As famílias disseram à CNN que, apesar do conflito em Israel, os trabalhadores migrantes tailandeses estavam a ser pressionados a honrar contratos que especificavam um mínimo de cinco anos de trabalho - um preço elevado a pagar para sustentar as suas famílias no seu país.

Grupos como o Aid for Agricultural Workers (AAW), que apoiam os imigrantes estrangeiros, sublinharam aquilo a que chamam "desafios extremos" vividos por muitos deles, afirmando que em Israel continua a ser "business as usual".

Zohar Shvartzberg, da AAW, disse que há cada vez mais relatos de trabalhadores que foram pressionados a regressar aos seus antigos locais de trabalho para receberem o salário de setembro, o mês anterior ao ataque inicial do Hamas.
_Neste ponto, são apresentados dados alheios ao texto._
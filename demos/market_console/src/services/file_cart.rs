// demos/market_console/src/services/file_cart.rs

//! JSON-file cart persistence: the console stand-in for browser storage.

use anyhow::Context;
use starboard::{CartPersistence, MarketError, MarketResult};
use std::fs;
use std::path::PathBuf;

pub struct FileCartPersistence {
  path: PathBuf,
}

impl FileCartPersistence {
  pub fn new(path: PathBuf) -> Self {
    Self { path }
  }
}

impl CartPersistence for FileCartPersistence {
  fn load(&self) -> MarketResult<Option<String>> {
    if !self.path.exists() {
      return Ok(None);
    }
    let contents = fs::read_to_string(&self.path)
      .with_context(|| format!("reading cart snapshot {}", self.path.display()))
      .map_err(|source| MarketError::Persistence { source })?;
    Ok(Some(contents))
  }

  fn save(&self, serialized: &str) -> MarketResult<()> {
    fs::write(&self.path, serialized)
      .with_context(|| format!("writing cart snapshot {}", self.path.display()))
      .map_err(|source| MarketError::Persistence { source })
  }
}
// core/src/typed_data/mod.rs

//! Canonical typed-data documents for the three message kinds the
//! marketplace contract verifies: order parameters, fulfillment and
//! cancellation.
//!
//! Everything here is pure and deterministic. Field order inside every type
//! table matches the contract struct layout exactly (it is part of the hash
//! domain, not cosmetics), and the same document drives both the
//! wallet-facing JSON serialization and the local hash in [`hash`].

pub mod hash;

use crate::types::{encode_short_string, StarkAddress};
use alloy_primitives::{B256, U256};
use serde::ser::{SerializeMap, SerializeSeq};
use serde::{Deserialize, Serialize, Serializer};

pub use hash::{domain_separator, message_hash, signing_hash};

/// The shared signing domain. `chain_id` is supplied per call from the
/// connected network; nothing in this crate hardcodes it.
#[derive(Debug, Clone, PartialEq, Eq, Serialize, Deserialize)]
pub struct Domain {
  pub name: String,
  pub version: String,
  #[serde(rename = "chainId")]
  pub chain_id: u64,
  pub revision: u32,
}

impl Domain {
  pub(crate) fn to_value(&self) -> TypedValue {
    TypedValue::Struct(
      DOMAIN_TYPE,
      vec![
        ("name", TypedValue::ShortString(self.name.clone())),
        ("version", TypedValue::ShortString(self.version.clone())),
        ("chainId", TypedValue::U128(self.chain_id as u128)),
        ("revision", TypedValue::U128(self.revision as u128)),
      ],
    )
  }
}

/// One field declaration inside a type table.
#[derive(Debug, Clone, PartialEq, Eq, Serialize)]
pub struct FieldDecl {
  pub name: &'static str,
  #[serde(rename = "type")]
  pub ty: &'static str,
}

/// One struct type: its name and ordered field declarations.
#[derive(Debug, Clone, PartialEq, Eq)]
pub struct TypeDef {
  pub name: &'static str,
  pub fields: Vec<FieldDecl>,
}

/// A value in the message tree, typed just enough to hash and serialize
/// without consulting anything outside the document.
#[derive(Debug, Clone, PartialEq, Eq)]
pub enum TypedValue {
  Address(StarkAddress),
  Felt(B256),
  U128(u128),
  U256(U256),
  ShortString(String),
  Struct(&'static str, Vec<(&'static str, TypedValue)>),
  Array(Vec<TypedValue>),
}

impl Serialize for TypedValue {
  fn serialize<S: Serializer>(&self, serializer: S) -> Result<S::Ok, S::Error> {
    match self {
      TypedValue::Address(a) => serializer.serialize_str(&a.to_string()),
      TypedValue::Felt(h) => serializer.serialize_str(&h.to_string()),
      // Numbers as decimal strings: wallets and the contract treat these as
      // field elements, and JSON numbers lose precision past 2^53.
      TypedValue::U128(v) => serializer.serialize_str(&v.to_string()),
      TypedValue::U256(v) => serializer.serialize_str(&v.to_string()),
      TypedValue::ShortString(s) => serializer.serialize_str(s),
      TypedValue::Struct(_, fields) => {
        let mut map = serializer.serialize_map(Some(fields.len()))?;
        for (name, value) in fields {
          map.serialize_entry(name, value)?;
        }
        map.end()
      }
      TypedValue::Array(items) => {
        let mut seq = serializer.serialize_seq(Some(items.len()))?;
        for item in items {
          seq.serialize_element(item)?;
        }
        seq.end()
      }
    }
  }
}

/// A complete document: ordered type tables, primary type, domain, message.
/// Serializes to the `{types, primaryType, domain, message}` JSON form a
/// wallet's typed-data signer expects.
#[derive(Debug, Clone, PartialEq, Eq)]
pub struct TypedData {
  pub types: Vec<TypeDef>,
  pub primary_type: &'static str,
  pub domain: Domain,
  pub message: TypedValue,
}

impl Serialize for TypedData {
  fn serialize<S: Serializer>(&self, serializer: S) -> Result<S::Ok, S::Error> {
    struct Tables<'a>(&'a [TypeDef]);
    impl Serialize for Tables<'_> {
      fn serialize<S: Serializer>(&self, serializer: S) -> Result<S::Ok, S::Error> {
        let mut map = serializer.serialize_map(Some(self.0.len()))?;
        for def in self.0 {
          map.serialize_entry(def.name, &def.fields)?;
        }
        map.end()
      }
    }

    let mut map = serializer.serialize_map(Some(4))?;
    map.serialize_entry("types", &Tables(&self.types))?;
    map.serialize_entry("primaryType", self.primary_type)?;
    map.serialize_entry("domain", &self.domain)?;
    map.serialize_entry("message", &self.message)?;
    map.end()
  }
}

pub const DOMAIN_TYPE: &str = "StarknetDomain";
pub const ORDER_PARAMETERS_TYPE: &str = "OrderParameters";
pub const OFFER_ITEM_TYPE: &str = "OfferItem";
pub const CONSIDERATION_ITEM_TYPE: &str = "ConsiderationItem";
pub const FULFILLMENT_TYPE: &str = "Fulfillment";
pub const CANCELLATION_TYPE: &str = "Cancellation";

fn domain_type_def() -> TypeDef {
  TypeDef {
    name: DOMAIN_TYPE,
    fields: vec![
      FieldDecl { name: "name", ty: "shortstring" },
      FieldDecl { name: "version", ty: "shortstring" },
      FieldDecl { name: "chainId", ty: "felt" },
      FieldDecl { name: "revision", ty: "felt" },
    ],
  }
}

fn offer_item_type_def() -> TypeDef {
  TypeDef {
    name: OFFER_ITEM_TYPE,
    fields: vec![
      FieldDecl { name: "item_type", ty: "shortstring" },
      FieldDecl { name: "token", ty: "ContractAddress" },
      FieldDecl { name: "identifier_or_criteria", ty: "u256" },
      FieldDecl { name: "start_amount", ty: "u256" },
      FieldDecl { name: "end_amount", ty: "u256" },
    ],
  }
}

fn consideration_item_type_def() -> TypeDef {
  TypeDef {
    name: CONSIDERATION_ITEM_TYPE,
    fields: vec![
      FieldDecl { name: "item_type", ty: "shortstring" },
      FieldDecl { name: "token", ty: "ContractAddress" },
      FieldDecl { name: "identifier_or_criteria", ty: "u256" },
      FieldDecl { name: "start_amount", ty: "u256" },
      FieldDecl { name: "end_amount", ty: "u256" },
      FieldDecl { name: "recipient", ty: "ContractAddress" },
    ],
  }
}

fn order_parameters_type_def() -> TypeDef {
  TypeDef {
    name: ORDER_PARAMETERS_TYPE,
    fields: vec![
      FieldDecl { name: "offerer", ty: "ContractAddress" },
      FieldDecl { name: "zone", ty: "ContractAddress" },
      FieldDecl { name: "offer", ty: "OfferItem[]" },
      FieldDecl { name: "consideration", ty: "ConsiderationItem[]" },
      FieldDecl { name: "order_type", ty: "shortstring" },
      FieldDecl { name: "start_time", ty: "u128" },
      FieldDecl { name: "end_time", ty: "u128" },
      FieldDecl { name: "zone_hash", ty: "felt" },
      FieldDecl { name: "salt", ty: "felt" },
      FieldDecl { name: "conduit_key", ty: "felt" },
      FieldDecl { name: "total_original_consideration_items", ty: "u128" },
      FieldDecl { name: "nonce", ty: "u128" },
    ],
  }
}

fn fulfillment_type_def() -> TypeDef {
  TypeDef {
    name: FULFILLMENT_TYPE,
    fields: vec![
      FieldDecl { name: "fulfiller", ty: "ContractAddress" },
      FieldDecl { name: "order_hash", ty: "felt" },
      FieldDecl { name: "nonce", ty: "u128" },
    ],
  }
}

fn cancellation_type_def() -> TypeDef {
  TypeDef {
    name: CANCELLATION_TYPE,
    fields: vec![
      FieldDecl { name: "offerer", ty: "ContractAddress" },
      FieldDecl { name: "order_hash", ty: "felt" },
      FieldDecl { name: "nonce", ty: "u128" },
    ],
  }
}

fn offer_item_value(item: &crate::types::OfferItem) -> TypedValue {
  TypedValue::Struct(
    OFFER_ITEM_TYPE,
    vec![
      ("item_type", TypedValue::ShortString(item.item_type.symbol().to_string())),
      ("token", TypedValue::Address(item.token)),
      ("identifier_or_criteria", TypedValue::U256(item.identifier_or_criteria)),
      ("start_amount", TypedValue::U256(item.start_amount)),
      ("end_amount", TypedValue::U256(item.end_amount)),
    ],
  )
}

fn consideration_item_value(item: &crate::types::ConsiderationItem) -> TypedValue {
  TypedValue::Struct(
    CONSIDERATION_ITEM_TYPE,
    vec![
      ("item_type", TypedValue::ShortString(item.item_type.symbol().to_string())),
      ("token", TypedValue::Address(item.token)),
      ("identifier_or_criteria", TypedValue::U256(item.identifier_or_criteria)),
      ("start_amount", TypedValue::U256(item.start_amount)),
      ("end_amount", TypedValue::U256(item.end_amount)),
      ("recipient", TypedValue::Address(item.recipient)),
    ],
  )
}

/// Builds the order-registration message for the given parameters with the
/// freshly fetched nonce folded in.
pub fn order_parameters_message(params: &crate::types::OrderParameters, nonce: u64, domain: Domain) -> TypedData {
  let message = TypedValue::Struct(
    ORDER_PARAMETERS_TYPE,
    vec![
      ("offerer", TypedValue::Address(params.offerer)),
      ("zone", TypedValue::Address(params.zone)),
      ("offer", TypedValue::Array(params.offer.iter().map(offer_item_value).collect())),
      (
        "consideration",
        TypedValue::Array(params.consideration.iter().map(consideration_item_value).collect()),
      ),
      ("order_type", TypedValue::ShortString(params.order_kind.symbol().to_string())),
      ("start_time", TypedValue::U128(params.start_time as u128)),
      ("end_time", TypedValue::U128(params.end_time as u128)),
      ("zone_hash", TypedValue::Felt(params.zone_hash)),
      ("salt", TypedValue::Felt(B256::new(params.salt.to_be_bytes()))),
      ("conduit_key", TypedValue::Felt(params.conduit_key)),
      (
        "total_original_consideration_items",
        TypedValue::U128(params.total_original_consideration_items() as u128),
      ),
      ("nonce", TypedValue::U128(nonce as u128)),
    ],
  );
  TypedData {
    types: vec![
      domain_type_def(),
      order_parameters_type_def(),
      offer_item_type_def(),
      consideration_item_type_def(),
    ],
    primary_type: ORDER_PARAMETERS_TYPE,
    domain,
    message,
  }
}

/// Builds the fulfillment message a buyer signs to take an order.
pub fn fulfillment_message(fulfiller: StarkAddress, order_hash: B256, nonce: u64, domain: Domain) -> TypedData {
  TypedData {
    types: vec![domain_type_def(), fulfillment_type_def()],
    primary_type: FULFILLMENT_TYPE,
    domain,
    message: TypedValue::Struct(
      FULFILLMENT_TYPE,
      vec![
        ("fulfiller", TypedValue::Address(fulfiller)),
        ("order_hash", TypedValue::Felt(order_hash)),
        ("nonce", TypedValue::U128(nonce as u128)),
      ],
    ),
  }
}

/// Builds the cancellation message an offerer signs to void an order.
pub fn cancellation_message(offerer: StarkAddress, order_hash: B256, nonce: u64, domain: Domain) -> TypedData {
  TypedData {
    types: vec![domain_type_def(), cancellation_type_def()],
    primary_type: CANCELLATION_TYPE,
    domain,
    message: TypedValue::Struct(
      CANCELLATION_TYPE,
      vec![
        ("offerer", TypedValue::Address(offerer)),
        ("order_hash", TypedValue::Felt(order_hash)),
        ("nonce", TypedValue::U128(nonce as u128)),
      ],
    ),
  }
}

pub(crate) fn short_string_word(s: &str) -> [u8; 32] {
  encode_short_string(s).to_be_bytes::<32>()
}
"Compreendemos o sofrimento causado aos agricultores e às comunidades agrícolas pela escassez de mão de obra, mas ninguém deve ser forçado a estar num local onde se sinta inseguro", afirmou. Depois de a embaixada tailandesa em Telavive ter anunciado que os voos de salvamento seriam efectuados diariamente, acrescentou, existe agora o "receio de uma pressão crescente sobre os trabalhadores tailandeses para que permaneçam e trabalhem, incluindo através de meios pouco éticos e ilegais".

Os pais de Manee Jirachart falaram à CNN sobre o seu filho de 29 anos que continua desaparecido CNN

Kunwong foi um dos trabalhadores tailandeses mais afortunados que conseguiu sair de Israel e voltou a reunir-se com a mulher e a filha pequena em Udon Thani.

A família de um outro jovem trabalhador tailandês, Manee Jirachart, de 29 anos, que falou anteriormente com a CNN, reiterou a esperança de que o seu filho acabasse por regressar a casa em segurança.

Manee trabalhava como empregado de limpeza num gabinete governamental no sul de Israel, perto de Gaza, há quase cinco anos, mas foi agora foi raptado e feito refém por militantes do Hamas.

Em declarações à CNN a partir da casa pintada de azul que o salário de Manee ajudou a pagar, o seu pai Chumporn fez um apelo em lágrimas.

"Não tenho palavras", disse. "Só quero o meu filho de volta".